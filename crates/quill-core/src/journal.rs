//! `Journal` — the consumer-facing facade over an [`EntryStore`].
//!
//! A view layer holds one `Journal` per signed-in session. Every call
//! resolves the session principal first (no ambient identity), and list
//! refreshes are sequenced so a stale response can never overwrite a newer
//! one.

use std::sync::Arc;

use thiserror::Error;
use uuid::Uuid;

use crate::{
  Error,
  entry::{Entry, NewEntry},
  refresh::RefreshSequence,
  session::Session,
  store::{EntryStore, StoreError},
};

/// Errors surfaced to the view layer.
///
/// All are recoverable by the user retrying the action; none mutate state
/// the caller has already rendered.
#[derive(Debug, Error)]
pub enum JournalError {
  #[error(transparent)]
  Domain(#[from] Error),

  #[error(transparent)]
  Store(#[from] StoreError),
}

pub struct Journal<S> {
  store:   Arc<S>,
  session: Session,
  refresh: RefreshSequence,
}

impl<S: EntryStore> Journal<S> {
  pub fn new(store: Arc<S>, session: Session) -> Self {
    Self {
      store,
      session,
      refresh: RefreshSequence::new(),
    }
  }

  pub fn session(&self) -> &Session { &self.session }

  /// Trim, validate, and persist a new entry for the current principal.
  ///
  /// On failure the composed text is untouched — the caller keeps it for
  /// resubmission.
  pub async fn write_entry(&self, content: &str) -> Result<Entry, JournalError> {
    let principal = self.session.principal()?;
    let input = NewEntry::new(principal.id.clone(), content)?;
    Ok(self.store.create(&principal.id, input).await?)
  }

  /// Fetch the current principal's entries, most recent first.
  ///
  /// Returns `Ok(None)` when a newer refresh was issued while this one was
  /// in flight; the caller must discard the stale result and keep whatever
  /// it already rendered.
  pub async fn refresh(&self) -> Result<Option<Vec<Entry>>, JournalError> {
    let principal = self.session.principal()?;
    let token = self.refresh.issue();

    let entries = self.store.list_by_owner(&principal.id).await?;

    if !self.refresh.is_current(token) {
      return Ok(None);
    }
    Ok(Some(entries))
  }

  /// Delete one of the current principal's entries.
  pub async fn delete_entry(&self, entry_id: Uuid) -> Result<(), JournalError> {
    let principal = self.session.principal()?;
    Ok(self.store.delete(&principal.id, entry_id).await?)
  }
}
//! Entry — the sole domain entity of the journal.
//!
//! Entries are immutable: they are created and deleted, never updated.
//! `owner_id` and `created_at` are fixed at creation; `created_at` is
//! assigned by the store from its own clock, never by the client.

use chrono::{DateTime, Utc};
use serde::{Deserialize, Serialize};
use uuid::Uuid;

use crate::{Error, Result};

// ─── Principal ───────────────────────────────────────────────────────────────

/// Opaque identifier of an authenticated principal, as issued by the
/// identity provider. Used as the `owner_id` of every entry.
#[derive(Debug, Clone, PartialEq, Eq, Hash, Serialize, Deserialize)]
#[serde(transparent)]
pub struct PrincipalId(String);

impl PrincipalId {
  pub fn new(id: impl Into<String>) -> Self { Self(id.into()) }

  pub fn as_str(&self) -> &str { &self.0 }
}

impl std::fmt::Display for PrincipalId {
  fn fmt(&self, f: &mut std::fmt::Formatter<'_>) -> std::fmt::Result {
    f.write_str(&self.0)
  }
}

/// An authenticated identity plus the display attributes the identity
/// provider supplies. The attributes are display-only; authorization uses
/// `id` exclusively.
#[derive(Debug, Clone, Serialize, Deserialize)]
pub struct Principal {
  pub id:           PrincipalId,
  pub display_name: Option<String>,
  pub email:        Option<String>,
  pub avatar_url:   Option<String>,
}

// ─── Entry ───────────────────────────────────────────────────────────────────

/// A persisted journal entry.
#[derive(Debug, Clone, Serialize, Deserialize)]
pub struct Entry {
  /// Assigned by the store at creation; immutable.
  pub entry_id:   Uuid,
  /// The principal that created the entry; immutable.
  pub owner_id:   PrincipalId,
  pub content:    String,
  /// Write-time store clock; immutable.
  pub created_at: DateTime<Utc>,
}

/// Validated input for [`EntryStore::create`](crate::store::EntryStore).
///
/// Content validation happens here, at the producing caller, not in the
/// repository: the store trusts that a `NewEntry` carries non-empty text.
#[derive(Debug, Clone)]
pub struct NewEntry {
  pub owner_id: PrincipalId,
  pub content:  String,
}

impl NewEntry {
  /// Trim surrounding whitespace and reject empty content.
  pub fn new(owner_id: PrincipalId, content: impl AsRef<str>) -> Result<Self> {
    let trimmed = content.as_ref().trim();
    if trimmed.is_empty() {
      return Err(Error::EmptyContent);
    }
    Ok(Self {
      owner_id,
      content: trimmed.to_owned(),
    })
  }
}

···

» **To do**: Please, starting with the first line of the material above, write out each line exactly and finish on the line that includes "pub fn session(&self)".

» **Expected output**:
filename crates/quill-core/src/journal.rs
//! `Journal` — the consumer-facing facade over an [`EntryStore`].
//!
//! A view layer holds one `Journal` per signed-in session. Every call
//! resolves the session principal first (no ambient identity), and list
//! refreshes are sequenced so a stale response can never overwrite a newer
//! one.

use std::sync::Arc;

use thiserror::Error;
use uuid::Uuid;

use crate::{
  Error,
  entry::{Entry, NewEntry},
  refresh::RefreshSequence,
  session::Session,
  store::{EntryStore, StoreError},
};

/// Errors surfaced to the view layer.
///
/// All are recoverable by the user retrying the action; none mutate state
/// the caller has already rendered.
#[derive(Debug, Error)]
pub enum JournalError {
  #[error(transparent)]
  Domain(#[from] Error),

  #[error(transparent)]
  Store(#[from] StoreError),
}

pub struct Journal<S> {
  store:   Arc<S>,
  session: Session,
  refresh: RefreshSequence,
}

impl<S: EntryStore> Journal<S> {
  pub fn new(store: Arc<S>, session: Session) -> Self {
    Self {
      store,
      session,
      refresh: RefreshSequence::new(),
    }
  }

  pub fn session(&self) -> &Session { &self.session }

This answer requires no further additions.